I wake with a start in the sickly heat of a Summer midnight. It takes a second, but I remember, now, where I am: lying on a mattress on my parents’ fold out bed, in Melbourne, in the dark. The weather, somehow, while not overly hot, claws at my throat and snakes round my torso, choking and dragging me down. I let it; nestle down further into the covers and wait for sleep to come, but it doesn’t. I am alone.
I try to clear my head of the cobwebs that my subconscious has merrily strung up while I’m asleep. I’ve never been a big dreamer: never dreamt of crushes, of enemies – not celebrities nor characters nor fantastic situations nor people I haven’t met, yet. But here, I find, I falter.

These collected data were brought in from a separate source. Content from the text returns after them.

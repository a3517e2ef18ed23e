//! Configuration for devrack.
//!
//! This module defines the structure of the optional `devrack.toml` file and
//! resolves it, together with built-in defaults, into concrete launch recipes
//! for each server.

use std::collections::HashMap;
use std::path::{Path, PathBuf};

use anyhow::{anyhow, Context, Result};
use serde::Deserialize;

use crate::server::ServerName;

/// Default state directory, relative to the working directory.
const DEFAULT_STATE_DIR: &str = ".devrack/pids";

/// Top-level configuration structure corresponding to `devrack.toml`.
#[derive(Debug, Clone, Default, Deserialize)]
pub struct Config {
    /// Directory holding process record files.
    pub state_dir: Option<String>,
    /// Per-server overrides.
    #[serde(default)]
    pub servers: ServerTable,
}

/// The per-server override tables.
#[derive(Debug, Clone, Default, Deserialize)]
pub struct ServerTable {
    pub backend: Option<ServerConfig>,
    pub frontend: Option<ServerConfig>,
    pub dashboard: Option<ServerConfig>,
}

/// Configuration for a single server.
#[derive(Debug, Clone, Default, Deserialize)]
pub struct ServerConfig {
    /// Command line to execute (parsed with shell-words).
    pub cmd: Option<String>,
    /// Working directory for the server.
    pub cwd: Option<String>,
    /// TCP port the server listens on.
    pub port: Option<u16>,
    /// Environment variables to set for the server.
    pub env: Option<HashMap<String, String>>,
}

/// A concrete, resolved launch recipe for one server.
#[derive(Debug, Clone)]
pub struct RunRecipe {
    /// The command executable.
    pub cmd: String,
    /// Arguments for the command.
    pub args: Vec<String>,
    /// Working directory.
    pub cwd: Option<String>,
    /// Environment variables.
    pub env: HashMap<String, String>,
    /// TCP port the server is expected to listen on.
    pub port: u16,
}

/// Fully resolved settings: state directory plus one recipe per server.
#[derive(Debug, Clone)]
pub struct Settings {
    pub state_dir: PathBuf,
    recipes: HashMap<ServerName, RunRecipe>,
}

impl Settings {
    /// Resolves settings from an optional config file and per-port CLI overrides.
    pub fn resolve(config: Config, port_overrides: &[(ServerName, u16)]) -> Result<Self> {
        let state_dir = PathBuf::from(config.state_dir.as_deref().unwrap_or(DEFAULT_STATE_DIR));
        let mut recipes = HashMap::new();
        for name in ServerName::ALL {
            let override_config = match name {
                ServerName::Backend => config.servers.backend.clone(),
                ServerName::Frontend => config.servers.frontend.clone(),
                ServerName::Dashboard => config.servers.dashboard.clone(),
            };
            let mut recipe = resolve_recipe(name, override_config)?;
            if let Some((_, port)) = port_overrides.iter().find(|(n, _)| *n == name) {
                recipe.port = *port;
            }
            recipes.insert(name, recipe);
        }
        Ok(Self { state_dir, recipes })
    }

    /// Returns the recipe for a server name.
    pub fn recipe(&self, name: ServerName) -> &RunRecipe {
        // resolve() populates every name, so the entry always exists.
        &self.recipes[&name]
    }

    /// Returns the configured port for a server name.
    pub fn port(&self, name: ServerName) -> u16 {
        self.recipe(name).port
    }
}

fn resolve_recipe(name: ServerName, config: Option<ServerConfig>) -> Result<RunRecipe> {
    let config = config.unwrap_or_default();
    let cmd_line = config.cmd.unwrap_or_else(|| default_cmd(name).to_string());
    let mut parts = shell_words::split(&cmd_line)
        .with_context(|| format!("failed to parse cmd for {}", name))?;
    if parts.is_empty() {
        return Err(anyhow!("empty cmd for {}", name));
    }
    let cmd = parts.remove(0);
    Ok(RunRecipe {
        cmd,
        args: parts,
        cwd: config.cwd,
        env: config.env.unwrap_or_default(),
        port: config.port.unwrap_or_else(|| name.default_port()),
    })
}

fn default_cmd(name: ServerName) -> &'static str {
    match name {
        ServerName::Backend => "cargo run --bin backend",
        ServerName::Frontend => "npm run dev",
        ServerName::Dashboard => "cargo run --bin dashboard",
    }
}

/// Loads and parses the configuration from a file path.
pub fn load_config(path: &Path) -> Result<Config> {
    let raw = std::fs::read_to_string(path)
        .with_context(|| format!("failed to read config file {}", path.display()))?;
    let config: Config = toml::from_str(&raw)
        .with_context(|| format!("failed to parse config file {}", path.display()))?;
    Ok(config)
}

/// Returns `devrack.toml` in the working directory, if it exists.
pub fn default_config_path() -> Option<PathBuf> {
    let path = Path::new("devrack.toml");
    if path.exists() {
        Some(path.to_path_buf())
    } else {
        None
    }
}

#[cfg(test)]
mod tests {
    use super::*;

    #[test]
    fn defaults_cover_every_server() {
        let settings = Settings::resolve(Config::default(), &[]).unwrap();
        assert_eq!(settings.port(ServerName::Backend), 8080);
        assert_eq!(settings.port(ServerName::Frontend), 3000);
        assert_eq!(settings.port(ServerName::Dashboard), 8090);
        assert_eq!(settings.recipe(ServerName::Frontend).cmd, "npm");
        assert_eq!(settings.recipe(ServerName::Frontend).args, vec!["run", "dev"]);
    }

    #[test]
    fn parses_overrides() {
        let raw = r#"
state_dir = "run/pids"

[servers.backend]
cmd = "cargo run --release"
port = 9000
cwd = "server"

[servers.frontend]
cmd = "pnpm dev"
env = { NODE_ENV = "development" }
"#;
        let config: Config = toml::from_str(raw).unwrap();
        let settings = Settings::resolve(config, &[]).unwrap();
        assert_eq!(settings.state_dir, PathBuf::from("run/pids"));
        let backend = settings.recipe(ServerName::Backend);
        assert_eq!(backend.cmd, "cargo");
        assert_eq!(backend.args, vec!["run", "--release"]);
        assert_eq!(backend.port, 9000);
        assert_eq!(backend.cwd.as_deref(), Some("server"));
        let frontend = settings.recipe(ServerName::Frontend);
        assert_eq!(frontend.cmd, "pnpm");
        assert_eq!(
            frontend.env.get("NODE_ENV").map(String::as_str),
            Some("development")
        );
        // Untouched server keeps its defaults.
        assert_eq!(settings.port(ServerName::Dashboard), 8090);
    }

    #[test]
    fn cli_port_overrides_win() {
        let settings =
            Settings::resolve(Config::default(), &[(ServerName::Backend, 8181)]).unwrap();
        assert_eq!(settings.port(ServerName::Backend), 8181);
        assert_eq!(settings.port(ServerName::Frontend), 3000);
    }

    #[test]
    fn empty_cmd_is_rejected() {
        let config: Config = toml::from_str("[servers.backend]\ncmd = \"\"\n").unwrap();
        assert!(Settings::resolve(config, &[]).is_err());
    }
}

My brain, in its wisdom – or perhaps its wanton folly – has seen fit to curse me with images of friends back in Sydney; their houses and the rooms at university they frequent, their faces painted with a disturbing level of detail I can’t ever recall possessing about even my own features, let alone those around me.
These dreams are not sexual (because if they were, awkward) or even particularly eventful: more just the ghostly dregs of people I (once or do currently) know; my brain in its wisdom plonking them down and saying Hey! Just so you know, these people exist, still.
And they’re several hundred kilometres away from you.
And you are alone.
In this moment, yes: this moment right here, right now, at 2 in the morning, body simultaneously attempting to fill up the emptiness of my parents’ spare queen sized mattress and, despite the heat, to curl up and haphazardly hold myself, comfort myself, and–
And I am alone, and I don’t quite know what to do about it. I can call people, sure, or hassle them on Facebook, or do anything, really. But a curious thing: I no longer feel that I can. I don’t feel together. People are growing, changing, moving on with their lives and I am stuck, somehow, in the invisible magic of the last quarter of 2014, of how it should have gone. The rug’s been pulled out from under me, and I’ve hit my head, and everyone’s gone and moved on with their lives.
As they have every right to, a part of my brain butts in.
Then: And as I’d celebrate them doing if I’d been given the chance to say a proper goodbye.
And the cruelness of a brain injury is this: I can’t remember, apparently, how to be a regular human; how I possibly contacted these people and asked to hang around them, how I could possibly be anyone’s friend or why they’d want to be my friend.
And I am alone. Both mentally, and physically, blindly alone.
Outside the sensor lights flash blindingly on, and the sound of a nearby cat or dog first freezing in its tracks then bounding off in terror and confusion, the bell around its neck raising midnight hell in its stead.
I should do it, I think. I should contact my Sydney friends. Tell them that I hope they’re going well. That I miss them.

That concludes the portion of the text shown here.